Dataset entries
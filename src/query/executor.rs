//! Query execution.
//!
//! Binds a call's parameters into its template, runs it once against the
//! injected database client and normalizes rows as they arrive.

use std::sync::Arc;
use std::time::Instant;

use futures::TryStreamExt;
use tracing::info;

use super::normalize::{normalize_row, ResultSet};
use super::params::ParameterSet;
use super::template::QueryTemplate;
use crate::db::DatabaseClient;
use crate::error::Result;

/// Executes query templates against a database client.
///
/// No transaction, timeout or retry is added here; each statement runs under
/// the database's default autocommit and the pool's own limits.
#[derive(Clone)]
pub struct QueryExecutor {
    db: Arc<dyn DatabaseClient>,
}

impl QueryExecutor {
    pub fn new(db: Arc<dyn DatabaseClient>) -> Self {
        Self { db }
    }

    /// Binds `params` into `template`, executes it and returns every row as strings.
    ///
    /// Fails without touching the database when a placeholder has no value.
    /// A row that cannot be normalized fails the whole call; rows already
    /// converted are discarded.
    pub async fn execute(
        &self,
        template: &QueryTemplate,
        params: &ParameterSet,
    ) -> Result<ResultSet> {
        let compiled = template.compile(self.db.backend().placeholder_style())?;
        let values = compiled.bind(params)?;

        let start = Instant::now();
        let mut rows = self.db.fetch(compiled.sql(), &values);
        let mut result = ResultSet::new();
        while let Some(raw) = rows.try_next().await? {
            result.push(normalize_row(raw)?);
        }

        info!(
            call = template.name(),
            sql = compiled.sql(),
            params = values.len(),
            rows = result.len(),
            elapsed = ?start.elapsed(),
            "Query executed"
        );

        Ok(result)
    }
}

### [Task description]
Wherever the string "crate" appears in the records above, copy the line it sits in.

### [Exercise output]
use crate::db::DatabaseClient;
use crate::error::Result;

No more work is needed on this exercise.